NANOSYSTEMS: PHYSICS, CHEMISTRY, MATHEMATICS, 2020, 11 (3), P. 355–364
Hydrothermal synthesis of CeO2 nanostructures and their electrochemical properties
A. N. Bugrov – Institute of Macromolecular Compounds RAS, Bolshoy pr. 31, 199004 St. Petersburg; St. Petersburg Electrotechnical University ”LETI“, ul. Professora Popova 5, 197376 St. Petersburg, Russia; firstname.lastname@example.org
V. K. Vorobiov – Institute of Macromolecular Compounds RAS, Bolshoy pr. 31, 199004 St. Petersburg, Russia; email@example.com
M. P. Sokolova – Institute of Macromolecular Compounds RAS, Bolshoy pr. 31, 199004 St. Petersburg, Russia; firstname.lastname@example.org
G. P. Kopitsa – Grebenshchikov Institute of Silicate Chemistry RAS, Makarova emb. 2., letter B, 199034 St Petersburg; St. Petersburg Nuclear Physics Institute, NRC KI, Orlova roscha mcr. 1, 188300 Gatchina, Leningrad region, Russia; email@example.com
S. A. Bolshakov – St. Petersburg Electrotechnical University ”LETI“, ul. Professora Popova 5, 197376 St. Petersburg, Russia; firstname.lastname@example.org
M. A. Smirnov – Institute of Macromolecular Compounds RAS, Bolshoy pr. 31, 199004 St. Petersburg, Russia; email@example.com
Functional nanomaterials based on transition metal oxides are often used for the manufacture of supercapacitors and batteries, due to their special redox properties. The nanosized transition metal oxides used as the electrode material in some cases exhibit abnormally high values of capacitance and energy density. In this regard, it is important to understand what structural features of the nanomaterial determine the electrochemical characteristics of an electronic device. For this purpose, ceria nanorods and nanocubes were specifically synthesized under hydrothermal conditions at elevated pressure (15 MPa), different alkali contents, and two temperature regimes (100 and 180 °C). The obtained CeO nanostructures were characterized using the methods of X-ray diffraction, transmission electron microscopy, and low-temperature nitrogen adsorption. The electrochemical properties of ceria nanostructures were investigated in 1 M Na2SO4 water electrolyte.

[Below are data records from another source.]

//! Pipeline aggregate: graph building, start-up, monitoring and teardown.
//!
//! A [`Pipeline`] owns the node registry and every component that touches
//! it. Building happens from a single control context through
//! [`PipelineBuilder`]; once [`Pipeline::start`] has brought the framework
//! to `Playing`, pad announcements are linked on dispatcher threads while
//! the caller blocks in [`Pipeline::wait_terminal`].

use std::sync::Arc;

use crossbeam_channel::{Receiver, Sender};
use tracing::{debug, info};

use crate::config::PipConfig;
use crate::framework::{MediaFramework, PadAdded};
use crate::pipeline::dispatcher::LinkDispatcher;
use crate::pipeline::error::{DynamicLinkFailure, PipelineError, PipelineResult};
use crate::pipeline::id::{LinkId, NodeId, PadId};
use crate::pipeline::lifecycle::{LifecycleController, PipelineState};
use crate::pipeline::linker::{DynamicLinker, StaticLinker};
use crate::pipeline::monitor::{EventMonitor, TerminalEvent};
use crate::pipeline::node_kind::NodeKind;
use crate::pipeline::registry::{NodeConfig, NodeRegistry};
use crate::pipeline::slots::{SlotManager, SlotPosition};
use crate::pipeline::snapshot::TopologySnapshot;

/// Process exit status for a build failure.
pub const EXIT_BUILD_FAILURE: i32 = 2;

/// Outcome of [`Pipeline::run`].
#[derive(Debug, Clone)]
pub struct RunReport {
    pub terminal: TerminalEvent,
    /// Dynamic link failures seen while running.
    pub link_failures: Vec<DynamicLinkFailure>,
    /// Graph as it stood when the terminal event arrived.
    pub topology: TopologySnapshot,
}

impl RunReport {
    /// `0` on end-of-stream, `1` on failure.
    pub fn exit_code(&self) -> i32 {
        match self.terminal {
            TerminalEvent::EndOfStream => 0,
            TerminalEvent::Failure { .. } => 1,
        }
    }
}

/// The picture-in-picture graph and its runtime.
pub struct Pipeline {
    registry: Arc<NodeRegistry>,
    framework: Arc<dyn MediaFramework>,
    lifecycle: Arc<LifecycleController>,
    linker: Arc<DynamicLinker>,
    slots: Option<SlotManager>,
    pad_tx: Sender<PadAdded>,
    pad_rx: Receiver<PadAdded>,
    monitor: Option<EventMonitor>,
    dispatcher: Option<LinkDispatcher>,
    workers: usize,
}

impl Pipeline {
    pub fn new(framework: Arc<dyn MediaFramework>, workers: usize) -> Self {
        let registry = Arc::new(NodeRegistry::new());
        let lifecycle = Arc::new(LifecycleController::new(framework.clone()));
        let linker = Arc::new(DynamicLinker::new(
            registry.clone(),
            framework.clone(),
            lifecycle.clone(),
        ));
        let (pad_tx, pad_rx) = crossbeam_channel::unbounded();
        let monitor = Some(EventMonitor::new(framework.bus()));
        Self {
            registry,
            framework,
            lifecycle,
            linker,
            slots: None,
            pad_tx,
            pad_rx,
            monitor,
            dispatcher: None,
            workers,
        }
    }

    // ── Graph building ──

    /// Instantiate a node through the framework and register it.
    ///
    /// Dynamic producers are subscribed to pad announcements right away.
    pub fn create_node(
        &mut self,
        kind: NodeKind,
        name: &str,
        config: NodeConfig,
    ) -> PipelineResult<NodeId> {
        if self.registry.find_node(name).is_some() {
            return Err(PipelineError::NodeCreation {
                kind,
                name: name.to_string(),
                message: "a node with this name already exists".to_string(),
            });
        }
        let id = self.registry.next_node_id();
        self.framework
            .create_node(id, kind, name, &config)
            .map_err(|message| PipelineError::NodeCreation {
                kind,
                name: name.to_string(),
                message,
            })?;
        let id = self.registry.insert_node(kind, name, config)?;
        if kind.has_dynamic_pads() {
            self.framework.connect_pad_added(id, self.pad_tx.clone());
        }
        debug!("Created {} '{}' ({:?})", kind, name, id);
        Ok(id)
    }

    /// Create the mixer and its slot table.
    pub fn add_mixer(&mut self, name: &str, capacity: usize) -> PipelineResult<NodeId> {
        let id = self.create_node(NodeKind::Mixer, name, NodeConfig::default())?;
        self.slots = Some(SlotManager::new(id, capacity));
        Ok(id)
    }

    pub fn reserve_slot(&mut self, logical: &str, position: SlotPosition) -> PipelineResult<PadId> {
        let slots = self.slots.as_mut().ok_or(PipelineError::NoMixer)?;
        slots
            .reserve(&self.registry, logical, position)
            .map(|slot| slot.pad)
    }

    pub fn slot_for(&self, logical: &str) -> PipelineResult<PadId> {
        self.slots
            .as_ref()
            .ok_or(PipelineError::NoMixer)?
            .slot_for(logical)
    }

    pub fn slots(&self) -> Option<&SlotManager> {
        self.slots.as_ref()
    }

    pub fn link(&self, from: PadId, to: PadId) -> PipelineResult<LinkId> {
        StaticLinker::new(&self.registry, self.framework.as_ref()).link(from, to)
    }

    pub fn link_named(
        &self,
        from_node: NodeId,
        from_pad: &str,
        to_node: NodeId,
        to_pad: &str,
    ) -> PipelineResult<LinkId> {
        StaticLinker::new(&self.registry, self.framework.as_ref())
            .link_named(from_node, from_pad, to_node, to_pad)
    }

    /// Send pads announced by `producer` to `target`.
    pub fn route(&self, producer: NodeId, target: NodeId) {
        self.linker.route(producer, target);
    }

    // ── Accessors ──

    pub fn registry(&self) -> &NodeRegistry {
        &self.registry
    }

    pub fn linker(&self) -> &DynamicLinker {
        &self.linker
    }

    pub fn state(&self) -> PipelineState {
        self.lifecycle.state()
    }

    pub fn topology(&self) -> TopologySnapshot {
        TopologySnapshot::capture(&self.registry)
    }

    pub fn link_failures(&self) -> Vec<DynamicLinkFailure> {
        self.linker.failures()
    }

    // ── Running ──

    /// Bring the framework to `Playing`, then start dispatching pad
    /// announcements.
    pub fn start(&mut self) -> PipelineResult<()> {
        self.lifecycle.start()?;
        let dispatcher =
            LinkDispatcher::start(self.linker.clone(), self.pad_rx.clone(), self.workers)?;
        self.dispatcher = Some(dispatcher);
        Ok(())
    }

    /// Block until the first error or end-of-stream.
    pub fn wait_terminal(&mut self) -> PipelineResult<TerminalEvent> {
        if !self.lifecycle.has_started() {
            return Err(PipelineError::NotActive);
        }
        let monitor = self.monitor.take().ok_or(PipelineError::TerminalConsumed)?;
        Ok(monitor.wait_terminal())
    }

    /// Stop the framework, then the dispatcher, then drop the graph.
    ///
    /// Returns `false` if teardown already ran.
    pub fn teardown(&mut self) -> bool {
        let dispatcher = &mut self.dispatcher;
        let registry = &self.registry;
        self.lifecycle.teardown(|| {
            if let Some(mut dispatcher) = dispatcher.take() {
                dispatcher.stop();
            }
            registry.release();
        })
    }

    /// Start, wait for the terminal event and tear down.
    pub fn run(mut self) -> PipelineResult<RunReport> {
        if let Err(e) = self.start() {
            self.teardown();
            return Err(e);
        }
        let terminal = self.wait_terminal()?;
        let report = RunReport {
            terminal,
            link_failures: self.link_failures(),
            topology: self.topology(),
        };
        self.teardown();
        info!("Pipeline finished: {}", report.terminal);
        Ok(report)
    }
}

impl Drop for Pipeline {
    fn drop(&mut self) {
        // A graph that never started has nothing running in the framework.
        if self.lifecycle.has_started() {
            self.teardown();
        }
    }
}

/// Node handles of one source chain.
#[derive(Debug, Clone, PartialEq, Eq)]
pub struct SourceChain {
    pub role: String,
    pub source: NodeId,
    pub decoder: NodeId,
    pub converter: NodeId,
    pub slot: PadId,
}

/// Well-known node handles returned by [`PipelineBuilder::build`].
#[derive(Debug, Clone)]
pub struct PipelineNodeIds {
    pub chains: Vec<SourceChain>,
    pub mixer: NodeId,
    pub sink: NodeId,
}

impl PipelineNodeIds {
    pub fn chain(&self, role: &str) -> Option<&SourceChain> {
        self.chains.iter().find(|c| c.role == role)
    }
}

/// Builds the picture-in-picture graph from configuration.
pub struct PipelineBuilder {
    config: PipConfig,
}

impl PipelineBuilder {
    pub fn new(config: PipConfig) -> Self {
        Self { config }
    }

    /// Build the standard graph:
    /// ```text
    /// main-source ~> main-decoder ~> main-converter ──► video-mixer:sink_0 ┐
    /// pip-source  ~> pip-decoder  ~> pip-converter  ──► video-mixer:sink_1 ┴► video-sink
    /// ```
    /// `~>` links are made at run time when the producer announces its pad.
    pub fn build(
        self,
        framework: Arc<dyn MediaFramework>,
    ) -> PipelineResult<(Pipeline, PipelineNodeIds)> {
        let mut pipeline = Pipeline::new(framework, self.config.dispatch.workers);

        // Create every node before wiring anything.
        let mut pending = Vec::new();
        for (role, source) in self.config.sources() {
            let src = pipeline.create_node(
                NodeKind::Source,
                &format!("{}-source", role),
                NodeConfig::with_uri(source.uri.clone()),
            )?;
            let dec = pipeline.create_node(
                NodeKind::Decoder,
                &format!("{}-decoder", role),
                NodeConfig::default(),
            )?;
            let conv = pipeline.create_node(
                NodeKind::Converter,
                &format!("{}-converter", role),
                NodeConfig::default(),
            )?;
            pending.push((role, source.position, src, dec, conv));
        }
        let mixer = pipeline.add_mixer("video-mixer", self.config.mixer.max_inputs)?;
        let sink = pipeline.create_node(NodeKind::Sink, "video-sink", NodeConfig::default())?;

        let mut chains = Vec::with_capacity(pending.len());
        for (role, position, src, dec, conv) in pending {
            let slot = pipeline.reserve_slot(role, position)?;
            let conv_src = pipeline.registry().pad_by_name(conv, "src")?;
            pipeline.link(conv_src, slot)?;
            pipeline.route(src, dec);
            pipeline.route(dec, conv);
            chains.push(SourceChain {
                role: role.to_string(),
                source: src,
                decoder: dec,
                converter: conv,
                slot,
            });
        }
        pipeline.link_named(mixer, "src", sink, "sink")?;

        info!(
            "Built pipeline: {} nodes, {} static links",
            pipeline.registry().node_count(),
            pipeline.registry().link_count()
        );
        let ids = PipelineNodeIds {
            chains,
            mixer,
            sink,
        };
        Ok((pipeline, ids))
    }
}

The influence of the structural and surface characteristics of the synthesized nanorods and nanocubes on their charge storage ability is discussed. It was shown that CeO2 in the form of nanocubes demonstrate higher specific capacitance in comparison with nanorods, which makes them more attractive for application in supercapacitors with neutral electrolytes.
Keywords: cerium dioxide, hydrothermal method, nanorods, nanocubes, fluorite structure, specific surface area, cyclic voltammetry, specific capacitance.
PACS 78.67.Bf; 82.47.Uv